# Spannung am digitalen Eingang?



## tino2512 (22 August 2006)

servus,

ich hätte gerne gewußt, wie ich einen Eingang z.B. E1.0 beschalten muß, damit er mir ein 1 oder 0-Signal gibt?
Muß dazu eine Spannung angelegt werden? Wenn ja, Wie hoch?
Habe ne S7-300, CPU 313C

mfg Tino


----------



## Gerhard Bäurle (22 August 2006)

Hallo,

das Signal liegt ja nicht an der CPU sondern 
an einer Baugruppe mit Eingängen. Da gibt es
verschiedene.

Anhand der Bestellnummer finden Sie dann
hier ein passendes Handbuch:

http://support.automation.siemens.c...cseus&objaction=cssearch&content=skm/main.asp

Viele Grüße

Gerhard Bäurle


----------



## Andi F (22 August 2006)

Hallo deltalogic,

zur Info: die CPU313C hat digitale Ein-/Ausgänge onboard.

Gruss

Andi F


----------



## MatMer (22 August 2006)

Hallo,
eigentlich muss man doch immer 24V dran legen oder nicht? Also zumindest war das bis jetzt immer so bei dem was ich gesehen habe.


----------



## Martin007 (22 August 2006)

Hallo

Die 31xC und die 31xIFM haben Onbord Ein-und Ausgänge.

bei digitalen Eingängen:
0V -> 0-Signal
+24V -> 1-Signal

Dabei nicht den Anschluss der Versorgungsspannung an der Baugruppe vergessen.

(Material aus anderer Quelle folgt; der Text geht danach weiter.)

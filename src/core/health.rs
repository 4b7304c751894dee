//! Per-service health bookkeeping fed by the background prober.
//!
//! Health state is advisory: it is surfaced on the status endpoint and in
//! logs, but never gates dispatch. The circuit breaker reacts to real
//! traffic; the prober only gives operators an early signal.
use std::{
    fmt,
    sync::atomic::{AtomicU8, AtomicU32, Ordering},
};

use serde::Serialize;

const STATUS_UNHEALTHY: u8 = 0;
const STATUS_HEALTHY: u8 = 1;

/// Probe-derived health of one upstream service
#[derive(Debug, Clone, Copy, PartialEq, Eq, Serialize)]
#[serde(rename_all = "lowercase")]
pub enum HealthStatus {
    Healthy,
    Unhealthy,
}

impl fmt::Display for HealthStatus {
    fn fmt(&self, f: &mut fmt::Formatter<'_>) -> fmt::Result {
        match self {
            HealthStatus::Healthy => write!(f, "healthy"),
            HealthStatus::Unhealthy => write!(f, "unhealthy"),
        }
    }
}

/// Tracks probe outcomes for one service.
///
/// Transitions are hysteretic: a service must fail `unhealthy_threshold`
/// probes in a row to be marked unhealthy, and pass `healthy_threshold`
/// probes in a row to recover. Services start healthy so a slow first probe
/// does not flap the status page on boot.
#[derive(Debug)]
pub struct ServiceHealth {
    status: AtomicU8,
    consecutive_successes: AtomicU32,
    consecutive_failures: AtomicU32,
}

impl Default for ServiceHealth {
    fn default() -> Self {
        Self::new()
    }
}

impl ServiceHealth {
    pub fn new() -> Self {
        Self {
            status: AtomicU8::new(STATUS_HEALTHY),
            consecutive_successes: AtomicU32::new(0),
            consecutive_failures: AtomicU32::new(0),
        }
    }

    pub fn status(&self) -> HealthStatus {
        if self.status.load(Ordering::Acquire) == STATUS_HEALTHY {
            HealthStatus::Healthy
        } else {
            HealthStatus::Unhealthy
        }
    }

    /// Record a passing probe. Returns the new status when this probe flipped
    /// an unhealthy service back to healthy.
    pub fn record_success(&self, healthy_threshold: u32) -> Option<HealthStatus> {
        self.consecutive_failures.store(0, Ordering::Release);
        let successes = self.consecutive_successes.fetch_add(1, Ordering::AcqRel) + 1;

        if self.status() == HealthStatus::Unhealthy && successes >= healthy_threshold {
            self.status.store(STATUS_HEALTHY, Ordering::Release);
            return Some(HealthStatus::Healthy);
        }
        None
    }

    /// Record a failing probe. Returns the new status when this probe tipped
    /// a healthy service over the failure threshold.
    pub fn record_failure(&self, unhealthy_threshold: u32) -> Option<HealthStatus> {
        self.consecutive_successes.store(0, Ordering::Release);
        let failures = self.consecutive_failures.fetch_add(1, Ordering::AcqRel) + 1;

        if self.status() == HealthStatus::Healthy && failures >= unhealthy_threshold {
            self.status.store(STATUS_UNHEALTHY, Ordering::Release);
            return Some(HealthStatus::Unhealthy);
        }
        None
    }

    pub fn consecutive_failures(&self) -> u32 {
        self.consecutive_failures.load(Ordering::Relaxed)
    }
}

#[cfg(test)]
mod tests {
    use super::*;

    #[test]
    fn test_starts_healthy() {
        let health = ServiceHealth::new();
        assert_eq!(health.status(), HealthStatus::Healthy);
        assert_eq!(health.consecutive_failures(), 0);
    }

    #[test]
    fn test_failures_below_threshold_keep_status() {
        let health = ServiceHealth::new();
        assert_eq!(health.record_failure(3), None);
        assert_eq!(health.record_failure(3), None);
        assert_eq!(health.status(), HealthStatus::Healthy);
        assert_eq!(health.consecutive_failures(), 2);
    }

    #[test]
    fn test_threshold_failure_transitions_to_unhealthy() {
        let health = ServiceHealth::new();
        health.record_failure(3);
        health.record_failure(3);
        assert_eq!(health.record_failure(3), Some(HealthStatus::Unhealthy));
        assert_eq!(health.status(), HealthStatus::Unhealthy);
        // Already unhealthy, no further transition reported.
        assert_eq!(health.record_failure(3), None);
    }

    #[test]
    fn test_recovery_requires_consecutive_successes() {
        let health = ServiceHealth::new();
        for _ in 0..3 {
            health.record_failure(3);
        }
        assert_eq!(health.status(), HealthStatus::Unhealthy);

        assert_eq!(health.record_success(2), None);
        assert_eq!(health.record_success(2), Some(HealthStatus::Healthy));
        assert_eq!(health.status(), HealthStatus::Healthy);
    }

    #[test]
    fn test_success_resets_failure_streak() {
        let health = ServiceHealth::new();
        health.record_failure(3);
        health.record_failure(3);
        health.record_success(2);
        assert_eq!(health.consecutive_failures(), 0);

        // The streak starts over, two more failures are not enough.
        health.record_failure(3);
        health.record_failure(3);
        assert_eq!(health.status(), HealthStatus::Healthy);
    }
}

Einige Eingänge kann man für spezielle Funktionen nutzen -> siehe Handbuch

Martin


----------



## tino2512 (22 August 2006)

Anhand der Bestellnummer finden Sie dann
hier ein passendes Handbuch:

http://support.automation.siemens.c...cseus&objaction=cssearch&content=skm/main.asp

_________________________________

Anhand des Datenblattes:SM 323 DI16/DO16 x24V/0,5A

-Daten zur Auswahl eines Gebers-
Eingangsspannung -Nennwert = DC 24V
                         -für Signal "1"= 13-30V
                         -für Signal "0"= -30 bis 5V

bedeutet das, dass ich um den Eingang (E x.x) auf "1" zu setzen eine externe Spannung von 13 bis 30 V anlegen muß?
Was bedeuten dann die 24V?

Entschuldige die vielleicht blöden Fragen, aber dies ist mein erstes SPS-Projekt. Aller Anfang ist schwer
	

	
	
		
		

		
			





mfg Tino


----------



## Martin007 (22 August 2006)

tino2512 schrieb:


> Anhand des Datenblattes:SM 323 DI16/DO16 x24V/0,5A
> 
> -Daten zur Auswahl eines Gebers-
> Eingangsspannung -Nennwert = DC 24V
> ...



Hallo Tino

Das ist das Handbuch von den Ein-und Ausgangsbaugruppen. 
Für die CPU 313C ist das Handbuch :S7-300
*CPU 31xC und CPU 31x,
Technische Daten
Gerätehandbuch*
das richtige.

Zu deinen Fragen:
24V ist die Nennspannung. Mit dieser wird der Eingang angesteuert. (Bei einem normalen Netzteil schwankt dieAusgangsspannung, je nach Belastung). 
Der Eingang erkennt Spannungen oberhalb von 13V sicher als 1-Signal.
Mit Spannungen oberhalb von 30V, zerstörst du den Eingang.
Spannungen unterhalb von 5V erkennt der Eingang sicher als 0-Signal.
Im Bereich zwischen +5V und +13V kann der Eingang 0-Signal oder 1-Signal haben. Eine sichere Erkennung des Eingangsignals ist nicht gegeben.

Martin


----------



## tino2512 (22 August 2006)

Vielen Dank Martin.

Alle unklarheiten sind beseitigt.


----------